Neuronal nitric oxide synthase (NOS) is considered to be involved in the pathogenesis of ischemic brain damage. In the present study, the effect of a novel neuroprotective phenylpyrimidine derivative, 4-(4-fluorophenyl)-2-methyl-6-(5-piperidinopentyloxy)pyrimidine hydrochloride (NS-7), on depolarization-stimulated NOS activity was examined in cultured neurons of mouse cerebral cortex. Various depolarizing stimuli such as veratridine, KCl, and N-methyl-D-aspartate increased the NOS activity determined by cyclic GMP formation. NS-7 concentration-dependently inhibited both the veratridine- and KCl-induced NOS activation with IC50 values of 9.3 and 9.6 microM, respectively.
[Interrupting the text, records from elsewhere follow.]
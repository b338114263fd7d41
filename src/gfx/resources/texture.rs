//! Icon texture loading
//!
//! Node cubes are skinned with the icon of the resource they represent.
//! Loading is the only asynchronous step of scene construction; the
//! [`TextureLoader`] trait lets callers plug in whatever asset source they
//! have (file system, HTTP, an embedded pack).

use std::path::{Path, PathBuf};

use futures::future::{BoxFuture, FutureExt};

use crate::error::AssetLoadError;

/// Decoded RGBA8 pixel data ready for upload to the GPU
#[derive(Clone, PartialEq, Eq)]
pub struct IconTexture {
    /// Debug label, the icon path it was loaded from
    pub label: String,
    pub width: u32,
    pub height: u32,
    /// Raw RGBA8 pixel data (4 bytes per pixel)
    pub rgba: Vec<u8>,
}

impl IconTexture {
    pub fn new(label: impl Into<String>, width: u32, height: u32, rgba: Vec<u8>) -> Self {
        Self {
            label: label.into(),
            width,
            height,
            rgba,
        }
    }

    /// Single-color texture, used by test loaders and as a placeholder
    pub fn solid(label: impl Into<String>, rgba: [u8; 4]) -> Self {
        Self::new(label, 1, 1, rgba.to_vec())
    }

    /// Bytes per row, as expected by `wgpu::TexelCopyBufferLayout`
    pub fn bytes_per_row(&self) -> u32 {
        4 * self.width
    }
}

impl std::fmt::Debug for IconTexture {
    fn fmt(&self, f: &mut std::fmt::Formatter<'_>) -> std::fmt::Result {
        f.debug_struct("IconTexture")
            .field("label", &self.label)
            .field("width", &self.width)
            .field("height", &self.height)
            .field("bytes", &self.rgba.len())
            .finish()
    }
}

/// Source of icon textures.
///
/// Each call is attempted once; the graph builder logs failures and keeps
/// going without a texture.
pub trait TextureLoader {
    fn load<'a>(&'a self, path: &'a str) -> BoxFuture<'a, Result<IconTexture, AssetLoadError>>;
}

/// Loads PNG icons from a directory on disk.
#[derive(Debug, Clone)]
pub struct FileTextureLoader {
    root: PathBuf,
}

impl FileTextureLoader {
    /// Creates a loader resolving icon paths against `root`
    pub fn new(root: impl AsRef<Path>) -> Self {
        Self {
            root: root.as_ref().to_path_buf(),
        }
    }

    fn load_sync(&self, path: &str) -> Result<IconTexture, AssetLoadError> {
        if path.trim().is_empty() {
            return Err(AssetLoadError::Missing(path.to_string()));
        }
        let full_path = self.root.join(path);
        let bytes = std::fs::read(&full_path).map_err(|source| AssetLoadError::Read {
            path: full_path.clone(),
            source,
        })?;

        let image = image::load_from_memory(&bytes)
            .map_err(|source| AssetLoadError::Decode {
                path: full_path.clone(),
                source,
            })?
            .to_rgba8();

        let (width, height) = image.dimensions();
        log::debug!("Loaded icon {} ({}x{})", full_path.display(), width, height);
        Ok(IconTexture::new(path, width, height, image.into_raw()))
    }
}

impl TextureLoader for FileTextureLoader {
    fn load<'a>(&'a self, path: &'a str) -> BoxFuture<'a, Result<IconTexture, AssetLoadError>> {
        async move { self.load_sync(path) }.boxed()
    }
}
The reversal of KCl-evoked NOS activity by NS-7 was also observed under blockade of both ionotropic glutamate receptors and the Na+ channel with MK-801, 6-cyano-7-nitroquinoxaline-2,3-dione, and tetrodotoxin. In contrast, NS-7, even at 100 microM, did not affect N-methyl-D-aspartate-stimulated NOS activity, nor did it have any influence on NOS activity determined in the soluble fraction of rat hippocampus. Because NS-7 has already been shown to block both Na+ and Ca2+ channels, the present findings suggest that this compound inhibits depolarization-induced NOS activation by reducing Ca2+ influx through blockade of Na+ and Ca2+ channels in primary neuronal culture.